Maybe it's time to take another look at
alternative delivery

The largest printing company in the U.S., R. R. Donnelly, is looking at ways to provide alternative delivery of magazines in most major urban centres in the country. In an article in Publishing Executive, Thomas J. Quinlan, the CEO, says Donnelly is interested in a recent proposal in Congress that would allows periodicals, newspaper and unstamped mail to be placed in mailboxes on days when the US Postal Service (USPS) does not deliver. Right now, the USPS has a  monopoly on the nation's mailboxes. But it doesn't deliver Sundays and, pretty soon, it may not be doing Saturday deliveries either.

Now it makes a certain amount of sense for someone who depends in part on the mailing industry to look at gaining some advantage over other printers. The increases in the price of postage and the reductions in service open an opportunity.

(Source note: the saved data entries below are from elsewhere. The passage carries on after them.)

//! Workspace source connector
//!
//! Pulls records from a topic of a remote workspace and hands them to the
//! run loop one by one. The connector exclusively owns its
//! [`ConnectionSession`]; closing the connector closes the session.
//!
//! Records are fetched in pages of `batch_size`. An empty page on a topic
//! that is still open makes the connector sleep `poll_interval_ms` and ask
//! again, so `produce_next()` blocks until a record shows up. The session
//! doubles as the connector's [`InFlightCancel`]: closing it from the
//! cancellation side ends that wait with `ConnectorError::Cancelled`.
//!
//! # Example Configuration
//!
//! ```yaml
//! sources:
//!   orders:
//!     connector: workspace
//!     topic: orders
//!     config:
//!       workspace_id: "12345"
//!       token: ${WORKSPACE_TOKEN}
//!       portal_url: https://portal.example.com/api
//!       remote_topic: orders
//!       batch_size: 500
//! ```

use crate::error::{ConnectorError, ConnectorResult};
use crate::record::{Cursor, Record};
use crate::session::ConnectionSession;
use crate::traits::connector::{
    ConnectorState, InFlightCancel, Lifecycle, Produced, SourceConnector,
};
use crate::traits::registry::{ConnectorSpec, SourceFactory};
use crate::types::SensitiveString;
use crate::workspace::{
    FetchRequest, HttpWorkspaceTransport, PortalConfig, WorkspaceTransport,
};
use async_trait::async_trait;
use schemars::JsonSchema;
use serde::{Deserialize, Serialize};
use std::collections::VecDeque;
use std::sync::Arc;
use std::time::Duration;
use tracing::{debug, info};
use validator::Validate;

fn default_timeout_ms() -> u64 {
    30_000
}

fn default_batch_size() -> usize {
    100
}

fn default_poll_interval_ms() -> u64 {
    1_000
}

/// Workspace source configuration
#[derive(Debug, Clone, Serialize, Deserialize, Validate, JsonSchema)]
pub struct WorkspaceSourceConfig {
    /// Workspace id (or name)
    #[validate(length(min = 1))]
    pub workspace_id: String,

    /// Short-lived workspace access token
    pub token: SensitiveString,

    /// Portal base URL
    #[validate(url)]
    pub portal_url: String,

    /// Per-request timeout in milliseconds
    #[serde(default = "default_timeout_ms")]
    #[validate(range(min = 1))]
    pub timeout_ms: u64,

    /// Topic to read inside the workspace (defaults to the local topic)
    #[serde(default)]
    pub remote_topic: Option<String>,

    /// Records per fetch
    #[serde(default = "default_batch_size")]
    #[validate(range(min = 1, max = 10000))]
    pub batch_size: usize,

    /// Wait between fetches that returned nothing
    #[serde(default = "default_poll_interval_ms")]
    #[validate(range(min = 1))]
    pub poll_interval_ms: u64,

    /// Offset to start reading from
    #[serde(default)]
    pub start_offset: u64,
}

impl WorkspaceSourceConfig {
    pub fn new(
        workspace_id: impl Into<String>,
        token: impl Into<SensitiveString>,
        portal_url: impl Into<String>,
    ) -> Self {
        Self {
            workspace_id: workspace_id.into(),
            token: token.into(),
            portal_url: portal_url.into(),
            timeout_ms: default_timeout_ms(),
            remote_topic: None,
            batch_size: default_batch_size(),
            poll_interval_ms: default_poll_interval_ms(),
            start_offset: 0,
        }
    }

    /// Validate, including the fields `validator` can not see
    pub fn check(&self) -> ConnectorResult<()> {
        self.validate()
            .map_err(|e| ConnectorError::config(format!("invalid workspace config: {}", e)))?;
        if self.token.is_empty() {
            return Err(ConnectorError::config("workspace token must not be empty"));
        }
        Ok(())
    }

    pub fn portal(&self) -> PortalConfig {
        PortalConfig {
            portal_url: self.portal_url.clone(),
            timeout_ms: self.timeout_ms,
        }
    }
}

/// Source connector backed by a remote workspace topic
pub struct WorkspaceSource<T: WorkspaceTransport> {
    name: String,
    topic: String,
    remote_topic: String,
    session: Arc<ConnectionSession<T>>,
    lifecycle: Lifecycle,
    resolved_topic: Option<String>,
    buffer: VecDeque<Record>,
    fetch_offset: u64,
    /// Offset following the last record handed out
    position: Option<u64>,
    end_of_stream: bool,
    batch_size: usize,
    poll_interval: Duration,
}

impl<T: WorkspaceTransport> WorkspaceSource<T> {
    /// Build an unconnected source; nothing touches the network until `connect()`
    pub fn new(
        name: impl Into<String>,
        topic: impl Into<String>,
        transport: Arc<T>,
        config: &WorkspaceSourceConfig,
    ) -> ConnectorResult<Self> {
        config.check()?;
        let topic = topic.into();
        Ok(Self {
            name: name.into(),
            remote_topic: config.remote_topic.clone().unwrap_or_else(|| topic.clone()),
            topic,
            session: Arc::new(ConnectionSession::new(
                transport,
                config.workspace_id.clone(),
                config.token.clone(),
            )),
            lifecycle: Lifecycle::new(),
            resolved_topic: None,
            buffer: VecDeque::new(),
            fetch_offset: config.start_offset,
            position: None,
            end_of_stream: false,
            batch_size: config.batch_size,
            poll_interval: Duration::from_millis(config.poll_interval_ms),
        })
    }

    pub fn session(&self) -> &ConnectionSession<T> {
        &self.session
    }

    async fn fill_buffer(&mut self, topic: &str) -> ConnectorResult<()> {
        loop {
            let fetched = self
                .session
                .fetch(FetchRequest {
                    topic: topic.to_string(),
                    offset: self.fetch_offset,
                    max_records: self.batch_size,
                })
                .await;
            let batch = match fetched {
                Ok(batch) => batch,
                // closed between the idle wait and the fetch
                Err(_) if self.session.is_closing() => return Err(self.cancelled()),
                Err(e) => return Err(e),
            };

            debug!(
                source = %self.name,
                offset = self.fetch_offset,
                records = batch.records.len(),
                end_of_stream = batch.end_of_stream,
                "Fetched page"
            );

            self.fetch_offset = batch.next_offset;
            self.end_of_stream = batch.end_of_stream;
            self.buffer.extend(batch.records);

            if !self.buffer.is_empty() || self.end_of_stream {
                return Ok(());
            }

            tokio::select! {
                _ = tokio::time::sleep(self.poll_interval) => {}
                _ = self.session.closed() => {
                    debug!(source = %self.name, "Idle wait ended by session close");
                    return Err(self.cancelled());
                }
            }
        }
    }

    fn cancelled(&self) -> ConnectorError {
        ConnectorError::cancelled(format!(
            "source '{}' was waiting for records when its session closed",
            self.name
        ))
    }
}

#[async_trait]
impl<T: WorkspaceTransport> SourceConnector for WorkspaceSource<T> {
    fn name(&self) -> &str {
        &self.name
    }

    fn topic(&self) -> &str {
        &self.topic
    }

    fn state(&self) -> ConnectorState {
        self.lifecycle.state()
    }

    fn cursor(&self) -> Option<Cursor> {
        self.position.map(Cursor::from)
    }

    fn in_flight_cancel(&self) -> Option<Arc<dyn InFlightCancel>> {
        let session: Arc<dyn InFlightCancel> = self.session.clone();
        Some(session)
    }

    async fn connect(&mut self) -> ConnectorResult<()> {
        self.lifecycle.begin_connect()?;

        let opened = match self.session.connect().await {
            Ok(()) => self.session.resolve_topic(&self.remote_topic).await,
            Err(e) => Err(e),
        };
        let resolved = match opened {
            Ok(resolved) => resolved,
            Err(e) => {
                self.session.close().await;
                self.lifecycle.fail_connect();
                return Err(e);
            }
        };

        info!(
            source = %self.name,
            workspace = self.session.workspace_id(),
            remote_topic = %resolved,
            offset = self.fetch_offset,
            "Connected to workspace topic"
        );
        self.resolved_topic = Some(resolved);
        self.lifecycle.mark_connected();
        Ok(())
    }

    async fn produce_next(&mut self) -> ConnectorResult<Produced> {
        self.lifecycle.begin_produce()?;

        if self.buffer.is_empty() && !self.end_of_stream {
            let topic = self
                .resolved_topic
                .clone()
                .ok_or_else(|| ConnectorError::fatal("topic was not resolved"))?;
            self.fill_buffer(&topic).await?;
        }

        match self.buffer.pop_front() {
            Some(mut record) => {
                if let Some(offset) = record.offset {
                    self.position = Some(offset + 1);
                }
                record.topic.clone_from(&self.topic);
                Ok(Produced::Record(record))
            }
            None => Ok(Produced::EndOfStream),
        }
    }

    async fn close(&mut self) {
        if self.lifecycle.close() {
            self.buffer.clear();
            self.session.close().await;
            debug!(source = %self.name, "Workspace source closed");
        }
    }
}

/// Factory for [`WorkspaceSource`] over the portal HTTP API
pub struct WorkspaceSourceFactory;

impl SourceFactory for WorkspaceSourceFactory {
    fn spec(&self) -> ConnectorSpec {
        ConnectorSpec::new("workspace", env!("CARGO_PKG_VERSION"))
            .description("Streams records from a remote workspace topic")
            .config_schema::<WorkspaceSourceConfig>()
    }

    fn create(
        &self,
        name: &str,
        topic: &str,
        config: &serde_yaml::Value,
    ) -> ConnectorResult<Box<dyn SourceConnector>> {
        let config: WorkspaceSourceConfig = serde_yaml::from_value(config.clone())?;
        config.check()?;
        let transport = Arc::new(HttpWorkspaceTransport::new(&config.portal())?);
        Ok(Box::new(WorkspaceSource::new(name, topic, transport, &config)?))
    }
}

“Look what USPS is doing to the mailing industry. It's just not sustainable. There's significant cost increases that they've put through. They're shifting cost to the players in the mailing industry, Quinlan said. “All these things, these are costs for the mailing industry that, quite frankly, we and other people like us have to go ahead and mitigate to our customers because our customers can't go ahead and aren't going to take the additional cost and look for people like us to, again, go ahead and mitigate those.” 
“You look at Ladies' Home Journal that was announced by Meredith earlier this week [would be shutting down]. I mean, 40 to 47 percent of their cost was related to postage. It was nothing to do with electronic content.”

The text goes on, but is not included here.